For traders, the low probability reflects expectations that either geopolitical tensions will persist, that security concerns will deter shipping, or that infrastructure or regulatory changes will keep traffic suppressed through the first five months of 2026. Such extended constraints would have ripple effects across energy markets, insurance costs for transit, and broader supply chain planning assumptions for multinational corporations.
Key Factors
The primary driver of current pricing is geopolitical risk. Recent years have witnessed increasing maritime incidents in the region, including attacks on vessels and military posturing by regional actors. Traders appear to be factoring that these tensions will not substantially ease by May 2026—a roughly 18-month horizon from typical market creation. Insurance premiums, routing decisions, and vessel deployment strategies are all influenced by risk perceptions; if traders believe those risks remain elevated, shipping companies may maintain cautious transit practices even if direct incidents decline.

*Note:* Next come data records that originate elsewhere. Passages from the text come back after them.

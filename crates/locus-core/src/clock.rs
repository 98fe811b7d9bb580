//! The clock seam.
//!
//! Timestamp defaults are never read from the wall clock inline; every
//! construction or decode path that needs "now" takes a [`Clock`], so tests
//! and replay tooling can pin time. The two accessors are deliberately kept
//! separate: location readings carry epoch seconds while patient events
//! carry epoch milliseconds, and neither side converts.

use chrono::Utc;

/// Source of the current time, in both resolutions used by the records.
pub trait Clock {
  /// Seconds since the Unix epoch ([`crate::LocationReading::timestamp`]).
  fn now_seconds(&self) -> i64;
  /// Milliseconds since the Unix epoch ([`crate::PatientEvent::timestamp`]).
  fn now_millis(&self) -> i64;
}

/// The production clock; reads the system wall clock via chrono.
#[derive(Debug, Clone, Copy, Default)]
pub struct SystemClock;

impl Clock for SystemClock {
  fn now_seconds(&self) -> i64 { Utc::now().timestamp() }

  fn now_millis(&self) -> i64 { Utc::now().timestamp_millis() }
}

/// A pinned clock for tests and deterministic replay.
#[derive(Debug, Clone, Copy)]
pub struct FixedClock {
  pub seconds: i64,
  pub millis:  i64,
}

impl FixedClock {
  /// Pin both resolutions to the same instant, given in seconds.
  pub fn at_seconds(seconds: i64) -> Self {
    Self {
      seconds,
      millis: seconds * 1000,
    }
  }
}

impl Clock for FixedClock {
  fn now_seconds(&self) -> i64 { self.seconds }

  fn now_millis(&self) -> i64 { self.millis }
}

#[cfg(test)]
mod tests {
  use super::*;

  #[test]
  fn fixed_clock_pins_both_resolutions() {
    let clock = FixedClock::at_seconds(1_732_000_000);
    assert_eq!(clock.now_seconds(), 1_732_000_000);
    assert_eq!(clock.now_millis(), 1_732_000_000_000);
  }

  #[test]
  fn system_clock_resolutions_agree() {
    let clock = SystemClock;
    let s = clock.now_seconds();
    let ms = clock.now_millis();
    // Both reads happen within the same second or the next.
    assert!((ms / 1000 - s).abs() <= 1);
  }
}
//! Areas — named regions of a floor plan, bounded by a point polygon.

use serde::{Deserialize, Serialize};

/// A bare coordinate pair. Pure value type: two equal points are the same
/// point, there is no identity beyond the coordinates.
#[derive(Debug, Clone, Copy, PartialEq, Serialize, Deserialize)]
pub struct Point {
  pub x: f64,
  pub y: f64,
}

/// A named region, e.g. a ward, a room, or a restricted zone.
///
/// `id` uniqueness is owned by whatever collection holds the areas, not by
/// this type. `boundary_points` is ordered (the order defines the polygon
/// winding) and a closed region needs at least 3 points — a precondition
/// for geometry consumers that this module documents but does not enforce.
#[derive(Debug, Clone, PartialEq, Serialize, Deserialize)]
#[serde(rename_all = "camelCase")]
pub struct Area {
  pub id:   String,
  pub name: String,
  #[serde(skip_serializing_if = "Option::is_none")]
  pub description: Option<String>,
  #[serde(default)]
  pub boundary_points: Vec<Point>,
  /// Floor index; 0 is the ground floor.
  #[serde(default)]
  pub level: i32,
}

impl Area {
  /// An area with no description, no boundary yet, on the ground floor.
  pub fn new(id: impl Into<String>, name: impl Into<String>) -> Self {
    Self {
      id: id.into(),
      name: name.into(),
      description: None,
      boundary_points: Vec::new(),
      level: 0,
    }
  }
}
use std::collections::HashMap;
use std::fs::File;
use std::io::{Read, Write};
use std::path::{Path, PathBuf};
use byteorder::{ByteOrder, LittleEndian};
use ndarray::{Array3, ShapeBuilder};
use nifti::writer::WriterOptions;
use num_complex::Complex32;
use thiserror::Error;
use utils::complex_vol_to_magnitude;

#[derive(Debug,Error)]
pub enum CflError {
    #[error("cfl io error: {0}")]
    Io(#[from] std::io::Error),
    #[error("bad cfl header {0:?}: {1}")]
    Header(PathBuf,String),
    #[error("cfl data does not fit dimensions {0:?}")]
    Size(Vec<usize>),
    #[error("nifti: {0}")]
    Nifti(#[from] nifti::NiftiError),
}

/// base path with ".{ext}" appended, dots already in the base name are kept
pub fn with_suffix(base:&Path,ext:&str) -> PathBuf {
    PathBuf::from(format!("{}.{}",base.display(),ext))
}

fn cfl_base_decode(cfl_base:&Path) -> (PathBuf,PathBuf) {
    (with_suffix(cfl_base,"hdr"),with_suffix(cfl_base,"cfl"))
}

/// "# key" lines followed by their value line
pub fn load_cfl_header(cfl_base:&Path) -> Result<HashMap<String,String>,CflError> {
    let (hdr,_) = cfl_base_decode(cfl_base);
    let mut f = File::open(&hdr)?;
    let mut s = String::new();
    f.read_to_string(&mut s)?;
    let lines:Vec<&str> = s.lines().collect();
    let mut h = HashMap::<String,String>::new();
    lines.iter().enumerate().filter(|(_,line)| line.starts_with('#')).for_each(|(i,line)| {
        h.insert(line.to_string(),lines.get(i+1).unwrap_or(&"").to_string());
    });
    Ok(h)
}

/// first three dimensions, in column-major (bart) order
pub fn get_dims(cfl_base:&Path) -> Result<[usize;3],CflError> {
    let h = load_cfl_header(cfl_base)?;
    let d = h.get("# Dimensions").ok_or(CflError::Header(cfl_base.to_owned(),String::from("no dimensions")))?;
    let dims:Vec<usize> = d.split_whitespace().map(|s| s.parse::<usize>())
        .collect::<Result<_,_>>()
        .map_err(|e| CflError::Header(cfl_base.to_owned(),e.to_string()))?;
    if dims.len() < 3 || dims.iter().skip(3).any(|d| *d != 1) {
        return Err(CflError::Header(cfl_base.to_owned(),format!("expected a volume, found dimensions {:?}",dims)));
    }
    Ok([dims[0],dims[1],dims[2]])
}

fn write_cfl_header(shape:&[usize],cfl_base:&Path) -> Result<(),CflError> {
    let (hdr,_) = cfl_base_decode(cfl_base);
    let mut hdr = File::create(hdr)?;
    let hdr_str = format!("# Dimensions\n{} {} {} 1 1\n",shape[0],shape[1],shape[2]);
    hdr.write_all(hdr_str.as_bytes())?;
    Ok(())
}

/// volume as bart cfl pair. The first array axis is the fastest varying dimension on disk.
pub fn write_cfl_vol(vol:&Array3<Complex32>,cfl_base:&Path) -> Result<(),CflError> {
    let (_,cfl) = cfl_base_decode(cfl_base);
    // column-major walk
    let flat:Vec<f32> = vol.t().iter().flat_map(|c| [c.re,c.im]).collect();
    let mut byte_buff = vec![0u8;flat.len()*4];
    LittleEndian::write_f32_into(&flat,&mut byte_buff);
    File::create(cfl)?.write_all(&byte_buff)?;
    write_cfl_header(vol.shape(),cfl_base)
}

pub fn read_cfl_vol(cfl_base:&Path) -> Result<Array3<Complex32>,CflError> {
    let dims = get_dims(cfl_base)?;
    let (_,cfl) = cfl_base_decode(cfl_base);
    let mut buf = Vec::<u8>::new();
    File::open(cfl)?.read_to_end(&mut buf)?;
    let mut flat = vec![0f32;buf.len()/4];
    LittleEndian::read_f32_into(&buf[..flat.len()*4],&mut flat);
    let c:Vec<Complex32> = flat.chunks_exact(2).map(|c| Complex32::new(c[0],c[1])).collect();
    Array3::from_shape_vec(dims.f(),c).map_err(|_| CflError::Size(dims.to_vec()))
}

/// magnitude image as nifti
pub fn to_nifti(vol:&Array3<Complex32>,nifti_path:&Path) -> Result<(),CflError> {
    map_to_nifti(&complex_vol_to_magnitude(vol),nifti_path)
}

/// real valued map, e.g. a statistic, as nifti
pub fn map_to_nifti(map:&Array3<f32>,nifti_path:&Path) -> Result<(),CflError> {
    WriterOptions::new(nifti_path).write_nifti(map)?;
    Ok(())
}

A secondary consideration is the distinction between technical capacity and actual traffic. Even if the strait physically reopens to normal transit, shipping companies operating under elevated-risk assumptions may continue routing cargo via longer alternative routes or maintaining reduced schedules. The market's focus on actual IMF Portwatch data rather than theoretical capacity means that pessimistic market pricing reflects expected behavior patterns, not just geopolitical barriers.
Outlook
The 20.5% probability essentially embeds trader expectations of significant headwinds to traffic normalization over the coming 18 months. For this probability to rise materially, the market would likely need to see sustained de-escalation of regional tensions, explicit security assurances or improvements, and evidence that shipping companies are reconsidering their risk assessments. Conversely, any new maritime incidents or escalations would likely push the probability lower.
Monitoring IMF Portwatch data in coming months will provide early signals of whether market expectations are calibrating correctly. Should traffic begin approaching the 60-call threshold well before May 2026, traders would likely reprrice this market significantly higher. Conversely, if disruptions intensify or alternative routing becomes entrenched, the market may drift toward even lower probabilities, pricing in a multi-year normalization timeline that extends beyond the current resolution window.